Primary telocytes from ankle joints of Efhd1CreER x Ai9 mice were purified by FACS based on tdTomato (tdT) expression. These tdT? telocytes were cultured on collagen-coated CytoSoft® plates of varying stiffness (0.2, 8, and 64 kPa). After 24 hours, cells were harvested for bulk RNA sequencing using Illumina NovaSeq X Plus. The expression of telocyte markers and fibroblast/myofibroblast markers showed stiffness-dependent changes.
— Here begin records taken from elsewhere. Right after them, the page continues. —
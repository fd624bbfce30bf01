use thiserror::Error;

pub type Result<T> = std::result::Result<T, BrowserError>;

#[derive(Debug, Error)]
pub enum BrowserError {
    #[error("failed to launch browser: {0}")]
    Launch(String),

    #[error("chromium error: {0}")]
    ChromiumError(String),

    #[error("navigation failed: {0}")]
    NavigationError(String),

    #[error("selector not found: {0}")]
    SelectorNotFound(String),

    #[error("timeout: {0}")]
    Timeout(String),

    #[error("script evaluation failed: {0}")]
    Evaluation(String),
}

impl BrowserError {
    /// Wrap a chromiumoxide error without exposing its type at the API seam.
    pub(crate) fn cdp(err: impl std::fmt::Display) -> Self {
        Self::ChromiumError(err.to_string())
    }
}

#[cfg(test)]
mod tests {
    use super::*;

    #[test]
    fn test_error_display() {
        let err = BrowserError::NavigationError("page not found".to_string());
        assert_eq!(err.to_string(), "navigation failed: page not found");
    }

    #[test]
    fn test_timeout_error() {
        let err = BrowserError::Timeout("https://example.com".to_string());
        assert!(err.to_string().contains("example.com"));
    }
}
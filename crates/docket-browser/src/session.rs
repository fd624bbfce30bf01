//! Browsing session lifecycle.
//!
//! One `Session` owns one Chrome process and one page. The court site
//! keeps its own cookie/session state server-side, so the handle is
//! passed explicitly to every operation instead of living in a global.

use crate::actions::SessionActions;
use crate::error::{BrowserError, Result};
use crate::fingerprint::FingerprintConfig;
use chromiumoxide::browser::{Browser, BrowserConfig};
use chromiumoxide::cdp::browser_protocol::page::CaptureScreenshotFormat;
use chromiumoxide::page::Page;
use docket_core::BrowserSettings;
use futures_util::stream::StreamExt;
use std::time::Duration;
use tokio::sync::Mutex;
use tokio::task::JoinHandle;

/// Polling interval for `wait_for_selector`.
const SELECTOR_POLL_MS: u64 = 250;

/// A live browsing session against the court site.
///
/// Launching spawns an external Chrome process; `close` tears it down
/// and is idempotent. Dropping a session that was never closed aborts
/// the event handler task, which lets chromiumoxide reap the child
/// process.
pub struct Session {
    browser: Mutex<Option<Browser>>,
    handler_task: JoinHandle<()>,
    page: Page,
    navigation_timeout: Duration,
}

impl Session {
    /// Launch a browser and open a blank page.
    ///
    /// # Errors
    /// Returns `BrowserError::Launch` if the chromium binary cannot be
    /// found or the process fails to start.
    pub async fn open(settings: &BrowserSettings) -> Result<Self> {
        let fingerprint = FingerprintConfig::from_settings(settings);

        let mut builder = BrowserConfig::builder()
            .no_sandbox()
            .window_size(fingerprint.viewport_width, fingerprint.viewport_height)
            .arg("--disable-dev-shm-usage")
            .arg("--disable-gpu")
            .arg("--disable-extensions")
            .arg(format!("--user-agent={}", fingerprint.user_agent));

        if !settings.headless {
            builder = builder.with_head();
        }

        let config = builder.build().map_err(BrowserError::Launch)?;

        let (browser, mut handler) = Browser::launch(config)
            .await
            .map_err(|e| BrowserError::Launch(e.to_string()))?;

        // Drive CDP events until the browser goes away.
        let handler_task = tokio::spawn(async move {
            while let Some(event) = handler.next().await {
                let _ = event;
            }
        });

        let page = browser
            .new_page("about:blank")
            .await
            .map_err(BrowserError::cdp)?;

        tracing::info!(
            headless = settings.headless,
            "browser session launched"
        );

        Ok(Self {
            browser: Mutex::new(Some(browser)),
            handler_task,
            page,
            navigation_timeout: Duration::from_secs(settings.navigation_timeout_secs),
        })
    }

    async fn find_element(&self, selector: &str) -> Result<chromiumoxide::element::Element> {
        self.page
            .find_element(selector)
            .await
            .map_err(|_| BrowserError::SelectorNotFound(selector.to_string()))
    }
}

#[async_trait::async_trait]
impl SessionActions for Session {
    async fn navigate(&self, url: &str) -> Result<()> {
        tracing::debug!(url, "navigating");

        let load = async {
            self.page
                .goto(url)
                .await
                .map_err(|e| BrowserError::NavigationError(e.to_string()))?;
            self.page
                .wait_for_navigation()
                .await
                .map_err(|e| BrowserError::NavigationError(e.to_string()))?;
            Ok::<_, BrowserError>(())
        };

        tokio::time::timeout(self.navigation_timeout, load)
            .await
            .map_err(|_| BrowserError::Timeout(format!("navigation to {url}")))?
    }

    async fn fill_field(&self, selector: &str, value: &str) -> Result<()> {
        let element = self.find_element(selector).await?;

        element.click().await.map_err(BrowserError::cdp)?;
        // Clear any stale value before typing.
        element
            .call_js_fn("function() { this.value = ''; }", false)
            .await
            .map_err(BrowserError::cdp)?;
        element.type_str(value).await.map_err(BrowserError::cdp)?;

        Ok(())
    }

    async fn select_option(&self, selector: &str, value: &str) -> Result<()> {
        // <select> elements don't respond to typing; set the value and
        // fire a change event like a user picking from the dropdown.
        let js = format!(
            "(() => {{ const el = document.querySelector({sel}); \
             if (!el) return false; \
             el.value = {val}; \
             el.dispatchEvent(new Event('change', {{ bubbles: true }})); \
             return el.value === {val}; }})()",
            sel = serde_json::to_string(selector).map_err(BrowserError::cdp)?,
            val = serde_json::to_string(value).map_err(BrowserError::cdp)?,
        );

        let selected: bool = self
            .page
            .evaluate(js)
            .await
            .map_err(BrowserError::cdp)?
            .into_value()
            .map_err(|e| BrowserError::Evaluation(e.to_string()))?;

        if selected {
            Ok(())
        } else {
            Err(BrowserError::SelectorNotFound(format!(
                "{selector} has no option '{value}'"
            )))
        }
    }

    async fn click(&self, selector: &str) -> Result<()> {
        let element = self.find_element(selector).await?;
        element.click().await.map_err(BrowserError::cdp)?;
        Ok(())
    }

    async fn wait_for_selector(&self, selector: &str, timeout_ms: u64) -> Result<()> {
        let deadline = tokio::time::Instant::now() + Duration::from_millis(timeout_ms);

        loop {
            if self.page.find_element(selector).await.is_ok() {
                return Ok(());
            }
            if tokio::time::Instant::now() >= deadline {
                return Err(BrowserError::Timeout(format!(
                    "waiting for selector {selector}"
                )));
            }
            tokio::time::sleep(Duration::from_millis(SELECTOR_POLL_MS)).await;
        }
    }

    async fn extract_text(&self, selector: &str) -> Result<String> {
        let element = self.find_element(selector).await?;
        let text = element
            .inner_text()
            .await
            .map_err(BrowserError::cdp)?
            .unwrap_or_default();
        Ok(text.trim().to_string())
    }

    async fn extract_attribute(&self, selector: &str, attribute: &str) -> Result<Option<String>> {
        let element = self.find_element(selector).await?;
        element.attribute(attribute).await.map_err(BrowserError::cdp)
    }

    async fn page_content(&self) -> Result<String> {
        self.page.content().await.map_err(BrowserError::cdp)
    }

    async fn screenshot_element(&self, selector: &str) -> Result<Vec<u8>> {
        let element = self.find_element(selector).await?;
        element
            .screenshot(CaptureScreenshotFormat::Png)
            .await
            .map_err(BrowserError::cdp)
    }

    async fn close(&self) -> Result<()> {
        let mut guard = self.browser.lock().await;
        if let Some(mut browser) = guard.take() {
            if let Err(e) = browser.close().await {
                tracing::warn!("browser close reported: {}", e);
            }
            let _ = browser.wait().await;
            self.handler_task.abort();
            tracing::info!("browser session closed");
        }
        Ok(())
    }
}

impl Drop for Session {
    fn drop(&mut self) {
        // If close() was never awaited, the browser child is reaped by
        // chromiumoxide when the Browser drops; the handler task must
        // still be stopped here.
        self.handler_task.abort();
    }
}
Notably, stiff ECM induced a telocyte-to-myofibroblast transition, evidenced by downregulation of Efhd1 and Myoc and upregulation of myofibroblast markers(eg. Acta2 and Tagln). Additional analysis revealed significant changes in expression of Timp, Mmp, and Collagen genes. These findings suggest that ECM stiffness is a key regulator of telocyte fate and function at the PLV surface. Overall design: Telocytes were isolated from ankle synovium of Efhd1CreER x Ai9 mice, and tdTomato? cells were purified by flow cytometry. Purified cells were cultured for 24 hours on collagen-coated CytoSoft® 24-well plates with three levels of stiffness: 0.2 kPa (soft), 8 kPa (intermediate), and 64 kPa (stiff). Total RNA was extracted and subjected to bulk RNA sequencing. Gene expression changes were analyzed with significance set at p < 0.05.